O barro em Josefina Plá (Espanha, 1903 - Paraguai, 1999) expõe um arquivo grandioso e inacabado sobre a história cultural do Paraguai e em seu interior evidencia-se uma efetiva preocupação com a identidade cultural paraguaia, além de uma valorização da figura do Outro reivindicando-o como elemento formador de tal cultura. Este trabalho, portanto, dedica-se às políticas de arquivo por ela adotadas em torno do barro, principalmente ao que se entende por um “desejo de memória” e um “desejo de identidade” vinculados à construção da história do Paraguai. Parte-se, sobretudo, da análise do conto La mano en la tierra e do estudo da autora sobre a cerâmica, intitulado La cerámica popular paraguaya (1994).
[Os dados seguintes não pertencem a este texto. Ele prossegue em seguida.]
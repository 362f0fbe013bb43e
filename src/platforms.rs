//! Which platforms to process: a link-list CSV, or every extracted dump under the data dir.

use anyhow::{Context, Result};
use regex::Regex;
use serde::Deserialize;
use std::path::Path;
use std::sync::OnceLock;
use walkdir::WalkDir;

#[derive(Debug, Deserialize)]
struct PlatformRow {
    #[serde(rename = "Platform Name")]
    platform_name: Option<String>,
    #[serde(rename = "Download Links")]
    download_link: Option<String>,
}

/// `https://archive.org/.../aviation.meta.stackexchange.com.7z` → `aviation.meta.stackexchange`.
pub fn platform_name_from_url(url: &str) -> Option<String> {
    static ARCHIVE: OnceLock<Regex> = OnceLock::new();
    let re = ARCHIVE.get_or_init(|| Regex::new(r"^(.+?)(?:\.com)?\.7z$").unwrap());
    let file = url.trim().rsplit('/').next()?;
    let name = re.captures(file).map(|c| c[1].to_string()).unwrap_or_else(|| file.to_string());
    if name.is_empty() { None } else { Some(name) }
}

/// Read the platform list CSV. Prefers the `Platform Name` column and falls
/// back to deriving names from `Download Links`. Blank rows are skipped and
/// duplicates dropped, first occurrence wins.
pub fn read_platform_list(path: &Path) -> Result<Vec<String>> {
    let mut rdr = csv::Reader::from_path(path).with_context(|| format!("open {}", path.display()))?;
    let mut names: Vec<String> = Vec::new();
    for (i, row) in rdr.deserialize::<PlatformRow>().enumerate() {
        let row = row.with_context(|| format!("{}: row {}", path.display(), i + 1))?;
        let name = row
            .platform_name
            .map(|s| s.trim().to_string())
            .filter(|s| !s.is_empty())
            .or_else(|| row.download_link.as_deref().and_then(platform_name_from_url));
        if let Some(name) = name {
            if !names.contains(&name) {
                names.push(name);
            }
        }
    }
    Ok(names)
}

/// Every direct subdirectory of `data_dir` holding `posts_file_name`, sorted by name.
pub fn discover_platforms(data_dir: &Path, posts_file_name: &str) -> Vec<String> {
    if !data_dir.exists() {
        return Vec::new();
    }
    let mut found: Vec<String> = WalkDir::new(data_dir)
        .min_depth(1)
        .max_depth(1)
        .into_iter()
        .filter_map(|e| e.ok())
        .filter(|e| e.file_type().is_dir() && e.path().join(posts_file_name).is_file())
        .filter_map(|e| e.file_name().to_str().map(str::to_string))
        .collect();
    found.sort();
    found
}

mod config;
mod error;
mod util;
mod progress;
mod concurrency;

mod xml_records;
mod table;
mod aggregate;
mod join;
mod emit;

mod platforms;
mod pipeline;

pub use crate::config::{ETLOptions, SourceKind};
pub use crate::error::{MalformedXml, PipelineError};
pub use crate::pipeline::{PlatformOutcome, PlatformReport, RunReport, StackETL};

// Record parsing, usable without the filesystem.
pub use crate::xml_records::{parse_document, parse_element, parse_records_str, read_records_file, recover_lines, ParsedRecords};

// Tables and the reducers built on them.
pub use crate::table::{record, Group, Record, Table};
pub use crate::aggregate::{aggregate_by_key, badge_counts, comment_counts, vote_counts, Aggregator, BadgeCounts, CommentCounts, KeyedAggregate, VoteCounts};

// Join + emit stages.
pub use crate::join::{base_posts, build_final_table, left_join, FinalTable, JoinSource, SourceTables, UserIndex};
pub use crate::emit::{write_csv, write_csv_to, FillPolicy, OUTPUT_COLUMNS};

// Driver helpers.
pub use crate::platforms::{discover_platforms, platform_name_from_url, read_platform_list};
pub use crate::util::{init_tracing_once, split_list};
Mas, considera-se também sua produção ceramística e seu estudo sobre o barro hispano-guarani. Nas obras em questão o barro é um elemento produtivo e se apresenta como um lugar de arquivo (DERRIDA) onde se imprime, se inscreve, se consigna e se produz o Paraguai. Josefina Plá chega ao Paraguai em 1926 e se envolve com a cultura do país assumindo, em muitos casos, o papel de propulsora, sistematizadora e difusora da cultura paraguaia. Além de artista e escritora, participa constantemente da discussão, de debates e da pesquisa, desenvolvendo a importante tarefa de arquivista daquela cultura.

Palavras-chave

Josefina Plá; barro; arquivo; identidade.